VDI-Statement zur Northvolt Batteriefabrik: "Das darf jetzt kein Strohfeuer sein"
Heute ist Spatenstich: Das schwedische Unternehmen Northvolt beginnt mit
dem Bau einer Batterie-Produktionsanlage für Elektroautos nahe Heide in
Schleswig-Holstein. VDI-Direktor Adrian Willig betont die Wichtigkeit
dieses Schrittes, weist aber auch auf die langfristige und nachhaltige
heimische Produktion hin. Für Ingenieurinnen und Ingenieure entstehen
zentrale Arbeitsplätze.
"Der heutige offizielle Baustart der Northvolt Germany-Batteriefabrik in
Schleswig-Holstein ist ein wichtiger Schritt für die heimische
Batterieproduktion und damit für den Standort Deutschland", so Willig.
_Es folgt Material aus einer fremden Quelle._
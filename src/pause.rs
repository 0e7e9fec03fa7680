//! Process-wide pause gate.
//!
//! One flag, one owner. Every component that advances time-dependent state
//! consults this controller instead of keeping its own paused copy. The
//! session layer wires the pause input to an autosave; this type only owns
//! the flag itself.

/// Gates time progression for the whole session.
#[derive(Debug, Default)]
pub struct PauseController {
    paused: bool,
}

impl PauseController {
    pub fn new() -> Self {
        Self::default()
    }

    pub fn is_paused(&self) -> bool {
        self.paused
    }

    /// Halt time accrual. Idempotent.
    pub fn pause(&mut self) {
        if !self.paused {
            self.paused = true;
            log::info!("paused");
        }
    }

    /// Resume time accrual. Idempotent; also used to force a known-good
    /// running state after a restore or a new game.
    pub fn resume(&mut self) {
        if self.paused {
            self.paused = false;
            log::info!("resumed");
        }
    }

    /// Flip the flag; returns true if now paused.
    pub fn toggle(&mut self) -> bool {
        if self.paused {
            self.resume();
        } else {
            self.pause();
        }
        self.paused
    }
}

#[cfg(test)]
mod tests {
    use super::*;

    #[test]
    fn test_starts_running() {
        assert!(!PauseController::new().is_paused());
    }

    #[test]
    fn test_toggle_flips() {
        let mut pause = PauseController::new();
        assert!(pause.toggle());
        assert!(pause.is_paused());
        assert!(!pause.toggle());
        assert!(!pause.is_paused());
    }

    #[test]
    fn test_pause_and_resume_are_idempotent() {
        let mut pause = PauseController::new();
        pause.pause();
        pause.pause();
        assert!(pause.is_paused());
        pause.resume();
        pause.resume();
        assert!(!pause.is_paused());
    }
}
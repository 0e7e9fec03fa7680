//! The persisted session record.
//!
//! A [`Snapshot`] is the single unit of saved state: where the player stands,
//! how far the run has progressed, and any auxiliary keyed values a scene
//! wants carried across a save. There is exactly one current snapshot per
//! process; it is created lazily on first save and overwritten in place on
//! every save after that.

use glam::{Quat, Vec3};

/// Insertion-ordered string key/value container for auxiliary save data.
///
/// Keys are unique; setting an existing key replaces its value in place
/// without moving it. Backed by a plain vector because the persisted format
/// has no map primitive, so order must survive a round-trip.
#[derive(Debug, Clone, Default, PartialEq)]
pub struct Extras {
    entries: Vec<(String, String)>,
}

impl Extras {
    pub fn new() -> Self {
        Self::default()
    }

    /// Set a key to a value. Last write wins; existing keys keep their slot.
    pub fn set(&mut self, key: impl Into<String>, value: impl Into<String>) {
        let key = key.into();
        let value = value.into();
        match self.entries.iter_mut().find(|(k, _)| *k == key) {
            Some(entry) => entry.1 = value,
            None => self.entries.push((key, value)),
        }
    }

    pub fn get(&self, key: &str) -> Option<&str> {
        self.entries
            .iter()
            .find(|(k, _)| k == key)
            .map(|(_, v)| v.as_str())
    }

    pub fn contains_key(&self, key: &str) -> bool {
        self.entries.iter().any(|(k, _)| k == key)
    }

    pub fn len(&self) -> usize {
        self.entries.len()
    }

    pub fn is_empty(&self) -> bool {
        self.entries.is_empty()
    }

    /// Entries in insertion order.
    pub fn iter(&self) -> impl Iterator<Item = (&str, &str)> {
        self.entries.iter().map(|(k, v)| (k.as_str(), v.as_str()))
    }
}

/// The saved session state.
///
/// An empty `scene_name` means "no save exists"; everything else defaults to
/// a fresh run so a partial capture (some roles not yet registered) still
/// yields a usable record.
#[derive(Debug, Clone, PartialEq)]
pub struct Snapshot {
    /// Scene the save was taken in. Empty means no save.
    pub scene_name: String,
    pub player_position: Vec3,
    pub player_rotation: Quat,
    pub score: u64,
    /// Accumulated unpaused play time in seconds.
    pub elapsed_time: f32,
    /// Open-ended keyed state (checkpoint tags, flags, ...).
    pub extras: Extras,
}

impl Default for Snapshot {
    fn default() -> Self {
        Self {
            scene_name: String::new(),
            player_position: Vec3::ZERO,
            player_rotation: Quat::IDENTITY,
            score: 0,
            elapsed_time: 0.0,
            extras: Extras::new(),
        }
    }
}

#[cfg(test)]
mod tests {
    use super::*;

    #[test]
    fn test_extras_last_write_wins() {
        let mut extras = Extras::new();
        extras.set("checkpoint", "bridge");
        extras.set("difficulty", "hard");
        extras.set("checkpoint", "tower");

        assert_eq!(extras.len(), 2);
        assert_eq!(extras.get("checkpoint"), Some("tower"));
        // Rewriting a key must not move it to the back.
        let keys: Vec<&str> = extras.iter().map(|(k, _)| k).collect();
        assert_eq!(keys, vec!["checkpoint", "difficulty"]);
    }

    #[test]
    fn test_extras_get_missing() {
        let extras = Extras::new();
        assert!(extras.is_empty());
        assert_eq!(extras.get("anything"), None);
        assert!(!extras.contains_key("anything"));
    }

    #[test]
    fn test_default_snapshot_is_empty_save() {
        let snap = Snapshot::default();
        assert!(snap.scene_name.is_empty());
        assert_eq!(snap.player_position, Vec3::ZERO);
        assert_eq!(snap.player_rotation, Quat::IDENTITY);
        assert_eq!(snap.score, 0);
        assert_eq!(snap.elapsed_time, 0.0);
        assert!(snap.extras.is_empty());
    }
}
//! scene-session - session state persistence and scene-transition sync
//!
//! Captures a snapshot of mutable runtime state (player transform, score,
//! play time, keyed extras), persists it to a durable key-value store, and
//! restores it correctly after the live object graph has been torn down and
//! rebuilt across an asynchronous scene load.
//!
//! Core modules:
//! - `snapshot` / `codec`: the persisted record and its JSON wire form
//! - `store`: key-value storage backends (memory, file, LocalStorage)
//! - `registry`: current snapshot + weak handles to live objects
//! - `transition`: restore-after-scene-load state machine
//! - `pause`: the process-wide time gate
//! - `scene`: scene table, async loads, build-order navigation
//! - `session`: the root service wiring the parts together
//! - `world`: reference live objects for the two savable roles

pub mod codec;
pub mod error;
pub mod pause;
pub mod registry;
pub mod scene;
pub mod session;
pub mod snapshot;
pub mod store;
pub mod transition;
pub mod world;

pub use error::SaveError;
pub use pause::PauseController;
pub use registry::{DEFAULT_SCENE, PlayerAvatar, ProgressOwner, StateRegistry};
pub use scene::{SceneLoaded, SceneRouter, SceneTarget};
pub use session::{GameSession, SceneWorld};
pub use snapshot::{Extras, Snapshot};
pub use store::{MemoryStore, SAVE_KEY, SaveStore};
pub use transition::{TransitionCoordinator, TransitionPhase};
pub use world::{Player, Progress};

#[cfg(not(target_arch = "wasm32"))]
pub use store::FileStore;
#[cfg(target_arch = "wasm32")]
pub use store::LocalStorageStore;
//! Snapshot wire codec.
//!
//! Pure, stateless conversion between [`Snapshot`] and its persisted JSON
//! text. The extras map is flattened into two parallel arrays on the wire
//! (the storage layer comes from a format with no map primitive), and rebuilt
//! into a proper keyed container on decode. Decode validates the parallel
//! lists instead of trusting them: mismatched lengths or duplicate keys are
//! a [`SaveError::Decode`]-class failure, which the registry treats as
//! "no save exists".

use glam::{Quat, Vec3};
use serde::{Deserialize, Serialize};

use crate::error::SaveError;
use crate::snapshot::{Extras, Snapshot};

/// On-disk shape of a snapshot. Extras are split into parallel key/value
/// lists; everything else maps 1:1.
#[derive(Serialize, Deserialize)]
struct SnapshotWire {
    scene_name: String,
    player_position: Vec3,
    player_rotation: Quat,
    score: u64,
    elapsed_time: f32,
    extra_keys: Vec<String>,
    extra_values: Vec<String>,
}

/// Serialize a snapshot to its persisted text form.
pub fn encode(snapshot: &Snapshot) -> Result<String, SaveError> {
    let wire = SnapshotWire {
        scene_name: snapshot.scene_name.clone(),
        player_position: snapshot.player_position,
        player_rotation: snapshot.player_rotation,
        score: snapshot.score,
        elapsed_time: snapshot.elapsed_time,
        extra_keys: snapshot.extras.iter().map(|(k, _)| k.to_string()).collect(),
        extra_values: snapshot.extras.iter().map(|(_, v)| v.to_string()).collect(),
    };
    serde_json::to_string_pretty(&wire).map_err(|e| SaveError::Encode(e.to_string()))
}

/// Parse persisted text back into a snapshot.
pub fn decode(raw: &str) -> Result<Snapshot, SaveError> {
    let wire: SnapshotWire =
        serde_json::from_str(raw).map_err(|e| SaveError::Decode(e.to_string()))?;

    if wire.extra_keys.len() != wire.extra_values.len() {
        return Err(SaveError::ExtrasMismatch {
            keys: wire.extra_keys.len(),
            values: wire.extra_values.len(),
        });
    }

    let mut extras = Extras::new();
    for (key, value) in wire.extra_keys.into_iter().zip(wire.extra_values) {
        if extras.contains_key(&key) {
            return Err(SaveError::DuplicateExtraKey(key));
        }
        extras.set(key, value);
    }

    Ok(Snapshot {
        scene_name: wire.scene_name,
        player_position: wire.player_position,
        player_rotation: wire.player_rotation,
        score: wire.score,
        elapsed_time: wire.elapsed_time,
        extras,
    })
}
"Wie wichtig die inländische Batterieproduktion mit grünem Strom ist,
hatte jüngst auch unsere VDI-Ökobilanzstudie gezeigt. Denn diese sorgt
neben einer europäischen Wertschöpfung für eine bessere CO₂-Bilanz der
Autos. Gerade Batterien aus China weisen hohe Treibhausgas-Emissionen bei
der Produktion auf."
Ingenieure und Ingenieurinnen sind essenziell für nachhaltige
Zukunftstechnologien
"Das Vorhaben ist zudem auch ein gutes Beispiel dafür, dass Fachkräfte,
vor allem Ingenieurinnen und Ingenieure, jetzt schon an nachhaltigen
Zukunftstechnologien mitarbeiten", führt Willig weiter aus. "Hier können
wir einen Beitrag leisten, Deutschland unabhängiger von ausländischen
Produktionen zu machen."
Zum Schluss weist der VDI-Direktor darauf hin, dass der Bau der
Batteriefabrik kein Strohfeuer bleiben darf. "Jetzt kommt es darauf an,
dass sich dieses Engagement langfristig und nachhaltig etabliert. Dies ist
ein wesentlicher Baustein für das Gelingen der Energie- und Verkehrswende
sowie für die Zukunftsfähigkeit des Industriestandorts Deutschland."